Coping With a Fallen World

The world offers detachment and indulgence; Christ offers forgiveness and freedom.


John Stonestreet

Jared Hayden

To be human is to experience pain and suffering. The betrayal of a friend, the loss of a loved one to cancer, the hurtful words of a hot-tempered coworker, the apathy of a spouse—the consequences of sin and brokenness can take various forms. Our sin hurts ourselves and others and, even when we are not personally guilty, the world is broken.  

It’s tempting to respond by either detaching from the world around us or by indulging it. Advocates of detachment encourage folks not to get too close to people or things in this life. Some suggest that by developing rigorous disciplines—mental, physical, or spiritual—we can remain unaffected by pain and pleasure. 

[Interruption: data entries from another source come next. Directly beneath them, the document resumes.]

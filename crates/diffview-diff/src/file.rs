use std::{
    cell::OnceCell,
    num::ParseIntError,
    path::{Path, PathBuf},
    sync::OnceLock,
};

use itertools::Itertools;
#[cfg(feature = "miette")]
use miette::Diagnostic;
use regex::{Captures, Regex};
use thiserror::Error;
use tracing::{debug, trace};

use crate::{
    hunk::{Hunk, HunkHeader, HunkKind, LineRegion},
    merge::{Direction, MergeError, Shift, Side},
};

/// Stands in for a file name Git didn't report.
const UNDEFINED: &str = "UNDEFINED";

#[allow(clippy::unwrap_used)] // A constant pattern, covered by every test in this module
fn hunk_header() -> &'static Regex {
    static HUNK_HEADER: OnceLock<Regex> = OnceLock::new();
    HUNK_HEADER.get_or_init(|| Regex::new(r"\r?\n@@ -(\d+),?(\d*) \+(\d+),?(\d*) @@").unwrap())
}

/// The diff of a single file.
#[derive(Debug)]
pub struct FileDiff {
    /// The name as Git reports it, relative to the repository root
    filename: String,
    abs_filename: PathBuf,
    old_file: String,
    new_file: String,
    diff_text: String,
    hunks: OnceCell<Vec<Hunk>>,
}

impl FileDiff {
    #[must_use]
    pub fn new(filename: String, abs_filename: PathBuf, diff_text: String) -> Self {
        let (old_file, new_file) = file_names(&diff_text);
        Self {
            filename,
            abs_filename,
            old_file: old_file.unwrap_or(UNDEFINED).to_string(),
            new_file: new_file.unwrap_or(UNDEFINED).to_string(),
            diff_text,
            hunks: OnceCell::new(),
        }
    }

    #[must_use]
    pub fn filename(&self) -> &str {
        &self.filename
    }

    #[must_use]
    pub fn abs_filename(&self) -> &Path {
        &self.abs_filename
    }

    /// The name on the `---` line, without Git's `a/` prefix.
    #[must_use]
    pub fn old_file(&self) -> &str {
        &self.old_file
    }

    /// The name on the `+++` line, without Git's `b/` prefix.
    #[must_use]
    pub fn new_file(&self) -> &str {
        &self.new_file
    }

    #[must_use]
    pub fn diff_text(&self) -> &str {
        &self.diff_text
    }

    /// The hunks of this file, parsed the first time they're asked for.
    ///
    /// # Errors
    ///
    /// If a hunk header has a line number too large to represent.
    pub fn hunks(&self) -> Result<&[Hunk], ParseError> {
        if let Some(hunks) = self.hunks.get() {
            return Ok(hunks);
        }
        let hunks = parse_hunks(&self.diff_text)?;
        debug!("Found {} hunks in {}", hunks.len(), self.filename);
        Ok(self.hunks.get_or_init(|| hunks))
    }

    fn hunks_mut(&mut self) -> Result<&mut [Hunk], ParseError> {
        self.hunks()?;
        Ok(self
            .hunks
            .get_mut()
            .map(Vec::as_mut_slice)
            .unwrap_or_default())
    }

    /// The hunks, optionally preceded by an entry for the start of the file.
    ///
    /// # Errors
    ///
    /// See [`FileDiff::hunks`].
    pub fn entries(&self, include_headers: bool) -> Result<Vec<Entry<'_>>, ParseError> {
        let hunks = self.hunks()?;
        let header = include_headers.then_some(Entry::Header {
            file: self,
            hunk_count: hunks.len(),
        });
        Ok(header
            .into_iter()
            .chain(hunks.iter().map(|hunk| Entry::Hunk { file: self, hunk }))
            .collect())
    }

    /// The regions and padding needed to show the old version of this file.
    ///
    /// # Errors
    ///
    /// See [`FileDiff::hunks`].
    pub fn old_highlights(&self) -> Result<Highlights, ParseError> {
        let mut highlights = Highlights::default();
        for hunk in self.hunks()? {
            highlights.extend(hunk.kind(), hunk.old_regions());
            match hunk.kind() {
                HunkKind::Add => highlights.pad(hunk.old_line_start(), hunk.new_hunk_len()),
                HunkKind::Mod if hunk.new_hunk_len() > hunk.old_hunk_len() => highlights.pad(
                    (hunk.old_line_start() + hunk.old_hunk_len()).saturating_sub(1),
                    hunk.new_hunk_len() - hunk.old_hunk_len(),
                ),
                HunkKind::Mod | HunkKind::Del => {}
            }
        }
        Ok(highlights)
    }

    /// The regions and padding needed to show the new version of this file.
    ///
    /// # Errors
    ///
    /// See [`FileDiff::hunks`].
    pub fn new_highlights(&self) -> Result<Highlights, ParseError> {
        let mut highlights = Highlights::default();
        for hunk in self.hunks()? {
            highlights.extend(hunk.kind(), hunk.new_regions());
            match hunk.kind() {
                HunkKind::Del => highlights.pad(hunk.new_line_start(), hunk.old_hunk_len()),
                HunkKind::Mod if hunk.old_hunk_len() > hunk.new_hunk_len() => highlights.pad(
                    (hunk.new_line_start() + hunk.new_hunk_len()).saturating_sub(1),
                    hunk.old_hunk_len() - hunk.new_hunk_len(),
                ),
                HunkKind::Mod | HunkKind::Add => {}
            }
        }
        Ok(highlights)
    }

    /// Merge hunk number `index` in `direction`, editing the old (`left`) or new (`right`) lines.
    ///
    /// Hunks before `index` that were already merged are accounted for.
    ///
    /// # Errors
    ///
    /// 1. The hunks can't be parsed, or there is no hunk `index`
    /// 2. The hunk can't be merged in `direction` (see [`Hunk::merge_valid`])
    /// 3. The documents don't have the lines the hunk refers to
    pub fn merge(
        &mut self,
        index: usize,
        direction: Direction,
        left: &mut Vec<String>,
        right: &mut Vec<String>,
    ) -> Result<(), MergeError> {
        let hunks = self.hunks_mut()?;
        let count = hunks.len();
        if index >= count {
            return Err(MergeError::NoSuchHunk { index, count });
        }
        let (before, rest) = hunks.split_at_mut(index);
        let shift = Shift {
            left: len_change(before, Side::Left),
            right: len_change(before, Side::Right),
        };
        match rest.first_mut() {
            Some(hunk) => hunk.merge(direction, left, right, shift),
            None => Err(MergeError::NoSuchHunk { index, count }),
        }
    }
}

#[allow(clippy::cast_possible_wrap)] // Line counts are nowhere near isize::MAX
fn len_change(hunks: &[Hunk], side: Side) -> isize {
    hunks
        .iter()
        .map(|hunk| hunk.current_len(side) as isize - hunk.original_len(side) as isize)
        .sum()
}

fn file_names(diff_text: &str) -> (Option<&str>, Option<&str>) {
    let mut old_file = None;
    let mut new_file = None;
    for line in diff_text.lines() {
        if line.starts_with("@@") {
            break;
        }
        if let Some(name) = line.strip_prefix("--- ") {
            old_file = Some(name.strip_prefix("a/").unwrap_or(name).trim_end());
        } else if let Some(name) = line.strip_prefix("+++ ") {
            new_file = Some(name.strip_prefix("b/").unwrap_or(name).trim_end());
        }
    }
    (old_file, new_file)
}

fn parse_hunks(diff_text: &str) -> Result<Vec<Hunk>, ParseError> {
    let headers = hunk_header().captures_iter(diff_text).collect_vec();
    let mut hunks = Vec::with_capacity(headers.len());
    // Everything before the first header is the file header, which isn't part of any hunk
    for (index, captures) in headers.iter().enumerate() {
        let Some(whole) = captures.get(0) else {
            continue;
        };
        let body_end = headers
            .get(index + 1)
            .and_then(|next| next.get(0))
            .map_or(diff_text.len(), |next| next.start());
        let body = diff_text.get(whole.end()..body_end).unwrap_or_default();
        let header = HunkHeader {
            old_line_start: number(captures, 1)?.unwrap_or(0),
            old_hunk_len: number(captures, 2)?.unwrap_or(1),
            new_line_start: number(captures, 3)?.unwrap_or(0),
            new_hunk_len: number(captures, 4)?.unwrap_or(1),
        };
        let ends_in_range = header
            .old_line_start
            .checked_add(header.old_hunk_len)
            .zip(header.new_line_start.checked_add(header.new_hunk_len))
            .is_some();
        if !ends_in_range {
            return Err(ParseError::OutOfRange {
                header: header_text(captures),
            });
        }
        trace!("Parsing hunk {header:?}");
        hunks.push(Hunk::new(header, body));
    }
    Ok(hunks)
}

/// A number from the hunk header, `None` if that (optional) group is empty.
fn number(captures: &Captures, group: usize) -> Result<Option<usize>, ParseError> {
    let Some(found) = captures.get(group).filter(|found| !found.is_empty()) else {
        return Ok(None);
    };
    found
        .as_str()
        .parse()
        .map(Some)
        .map_err(|source| ParseError::Number {
            header: header_text(captures),
            source,
        })
}

fn header_text(captures: &Captures) -> String {
    captures
        .get(0)
        .map(|whole| whole.as_str().trim().to_string())
        .unwrap_or_default()
}

/// Split the output of `git diff` into one [`FileDiff`] per file.
///
/// `root` is the directory Git's relative names are relative to. Text without any
/// `diff --git` lines is treated as the diff of a single file.
#[must_use]
pub fn parse_git_diff(text: &str, root: &Path) -> Vec<FileDiff> {
    let starts = text
        .match_indices("diff --git ")
        .filter(|(index, _)| *index == 0 || text.get(index - 1..*index) == Some("\n"))
        .map(|(index, _)| index)
        .collect_vec();
    let chunks = if starts.is_empty() {
        vec![text]
    } else {
        starts
            .iter()
            .enumerate()
            .filter_map(|(i, start)| {
                let end = starts.get(i + 1).copied().unwrap_or(text.len());
                text.get(*start..end)
            })
            .collect_vec()
    };

    chunks
        .into_iter()
        .filter_map(|chunk| {
            let Some(filename) = filename(chunk) else {
                debug!("Skipping a section of the diff with no file name");
                return None;
            };
            let abs_filename = root.join(&filename);
            Some(FileDiff::new(filename, abs_filename, chunk.to_string()))
        })
        .collect()
}

/// The name of the file a section of a diff is about, preferring the new name.
fn filename(chunk: &str) -> Option<String> {
    let (old_file, new_file) = file_names(chunk);
    let from_header = || {
        chunk
            .lines()
            .next()?
            .strip_prefix("diff --git ")?
            .rsplit_once(" b/")
            .map(|(_, name)| name)
    };
    new_file
        .filter(|name| *name != "/dev/null")
        .or(old_file.filter(|name| *name != "/dev/null"))
        .or_else(from_header)
        .map(String::from)
}

/// One item in a list of changes: either a hunk or the start of a file.
#[derive(Clone, Copy, Debug)]
pub enum Entry<'file> {
    Header {
        file: &'file FileDiff,
        hunk_count: usize,
    },
    Hunk {
        file: &'file FileDiff,
        hunk: &'file Hunk,
    },
}

impl Entry<'_> {
    #[must_use]
    pub fn oneline_description(&self) -> String {
        match self {
            Self::Header { file, hunk_count } => {
                format!("{:40} {:60} {}", file.filename(), "", hunk_count_text(*hunk_count))
            }
            Self::Hunk { file, hunk } => hunk.oneline_description(file),
        }
    }

    #[must_use]
    pub fn description(&self) -> [String; 3] {
        match self {
            Self::Header { file, hunk_count } => [
                file.filename().to_string(),
                file.abs_filename().display().to_string(),
                hunk_count_text(*hunk_count),
            ],
            Self::Hunk { file, hunk } => hunk.description(file),
        }
    }
}

fn hunk_count_text(count: usize) -> String {
    if count == 1 {
        "1 hunk".to_string()
    } else {
        format!("{count} hunks")
    }
}

/// Blank lines to show before a line so both sides of a diff stay aligned.
#[derive(Clone, Copy, Debug, Eq, PartialEq)]
pub struct Padding {
    /// 1-based line the blank lines go in front of
    pub line: usize,
    pub count: usize,
}

/// The changed lines of one side of a file, grouped by the kind of hunk they came from.
#[derive(Clone, Debug, Default, Eq, PartialEq)]
pub struct Highlights {
    pub added: Vec<LineRegion>,
    pub modified: Vec<LineRegion>,
    pub deleted: Vec<LineRegion>,
    pub padding: Vec<Padding>,
}

impl Highlights {
    fn extend(&mut self, kind: HunkKind, regions: &[LineRegion]) {
        let bucket = match kind {
            HunkKind::Add => &mut self.added,
            HunkKind::Mod => &mut self.modified,
            HunkKind::Del => &mut self.deleted,
        };
        bucket.extend_from_slice(regions);
    }

    fn pad(&mut self, line: usize, count: usize) {
        if count > 0 {
            self.padding.push(Padding { line, count });
        }
    }
}

#[derive(Clone, Debug, Eq, PartialEq, Error)]
#[cfg_attr(feature = "miette", derive(Diagnostic))]
pub enum ParseError {
    #[error("Invalid hunk header {header}: {source}")]
    #[cfg_attr(
        feature = "miette",
        diagnostic(
            code(diff::hunk_header),
            help("Hunk headers look like `@@ -12,3 +12,4 @@`, make sure the input is a Git diff")
        )
    )]
    Number {
        header: String,
        #[source]
        source: ParseIntError,
    },
    #[error("Hunk header {header} covers lines past the end of any file")]
    #[cfg_attr(
        feature = "miette",
        diagnostic(
            code(diff::hunk_range),
            help("A hunk's start line plus its length must be a line number, make sure the input is a Git diff")
        )
    )]
    OutOfRange { header: String },
}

Others tell us to indulge ourselves. In Paul’s day, the message of indulgence was, “Let us eat and drink, for tomorrow we die” (1 Corinthians 15:32). In other words: live for today, maximize pleasure, and don’t think about pain. Today, this message often takes the form of what is falsely named sexual “liberation,” and can be seen in the normalization of pornography, divorce, homosexuality, and gender identities. Or it can take subtler forms of indulgence like gorging on delicious food, impulse buying, or binging Netflix. 

Though they seem opposites, detachment and indulgence are two sides of the same bad coin. Both are, in the end, attempts to escape the pain of what Christianity recognizes as a fallen world.  These attempts are, however, futile. In this broken world, death and decay are inevitable. This world, created good, suffers under the curse brought by human sin. Through our first parent’s disobedience, sin and its attendant consequences entered the world and our hearts, and it has been plaguing us ever since.  

Rather than ignoring or denying sin, or offering an escape from it, God required His people to atone for sin. In the Old Testament, this came via sacrifice. Knowing that we could not bear the weight of endless blood sacrifices and that sacrifices could never heal the human heart of its bent toward destruction, God acted. By taking on flesh and offering up His own Son, the final sacrifice was made. 

In Jesus Christ, God took on human flesh, entering fully the muck and the mire of this fallen world and the human heart. Beyond merely acknowledging or affirming sin, He broke its power. In His death and resurrection, sin and death were defeated. 

Thus, though the suffering of this fallen world, along with all the pain and grief, is a real part of the world, it is not the end of the Story. Nor is sin a final obstacle to God. Rather, it is through suffering that He draws humanity to Himself. It is in His death and resurrection that we are transformed. Christ thwarts sin by turning it on its head. As one theologian put it, in Christ, “death is not an inexplicable accident that happens to life; it is the very engine by which life runs.”  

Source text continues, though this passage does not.